There are two reasons for that. One is that Democrats put on a good show. They finally figured out that letting a lawyer take his time with a line of questioning is—shocker!—more compelling than letting a dozen committee members each grab their own soundbite for five minutes. (Both sides still did that—they just saved it for the latter part of the hearing, after the staff counsels had exhausted the most important material.)
Democrats made a good choice in their counsel. Daniel Goldman, a former assistant U.S. attorney for the Southern District of New York, was calm, clear, direct. Under his questioning, witnesses George Kent, a State Department official, and William Taylor, the acting ambassador to Ukraine, made clear and powerful points.
By contrast, the Republican counsel, Steve Castor, has been working on congressional committees since 2005. For most of that time, he’s reportedly acted as a “behind-the-scenes player” in the Republican-led investigations into the Obama-era Fast and Furious and Benghazi scandals. Castor discovered yesterday that playing defense is harder than offense. He led the witnesses down meandering, murky paths. Some of his questions involved years-old episodes of corruption in Ukraine that involved no Americans. For what felt like three hours of his 45 minutes, it seemed like his goal was to bore the entire audience enough that they’d tune out before they could hear any other incriminating information about the president. Which, come to think of it, might have been the best tactic he could avail himself of.

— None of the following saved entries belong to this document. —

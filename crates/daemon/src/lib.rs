// SPDX-License-Identifier: MIT

//! dnd-daemon library crate.
//!
//! The daemon itself is a single binary (`dnd-visualizerd`); this library
//! target exists only because the workspace's crate layout expects one
//! per member. Nothing is published from it yet — add client-facing types
//! here if a companion CLI is ever split out.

Still, it would be unfair to blame Castor’s deficiency or Goldman’s effectiveness for the failure of the Republican message yesterday. The president’s congressional allies had a much more difficult task than their Democratic colleagues, and it showed.
The Democrats’ point can be summed up in one sentence: President Trump illegally withheld military aid from a struggling ally on the condition of an illegal in-kind donation to his reelection campaign, and he oversaw a disruptive shadow foreign policy conducted by his personal lawyer. The former is a classic shakedown familiar to everyone who faced a bully in elementary school, except it requires more uses of the word “illegal.” The latter is a hot mess.
The Republicans, on the other hand, were trying to argue that the real scandal is that Hunter Biden was given a lucrative position on the board of a Ukrainian gas company because his father was vice president, and that the same Ukrainian gas company had years before been implicated in a corruption scandal that involved American money, but also President Trump’s attempted extortion of a foreign leader and possible conspiracy to commit a campaign finance violation and/or conspiracy against the United States is just completely made up, since every administration tries to get things in exchange for aid, and besides, the evidence that the witnesses produced was mere hearsay, and the fact that the withheld aid was eventually given to Ukraine means that the whole inquiry is bogus. Capiche?
Not even every Republican appeared enthused about their talking points. This was at least partially predictable, as the beginning of public hearings obviated most of their previous complaints, which had focused on the impeachment procedure.
One intriguing bit of foreshadowing? President Trump’s champions on Capitol Hill may now have reason to doubt that all 197 House Republicans will rush with gusto to his defense. Three members of the Intelligence Committee—Reps. Brad Wenstrup, Mike Conaway, and Will Hurd—effectively refused to support their Republican colleagues’ line of argument (such as it was).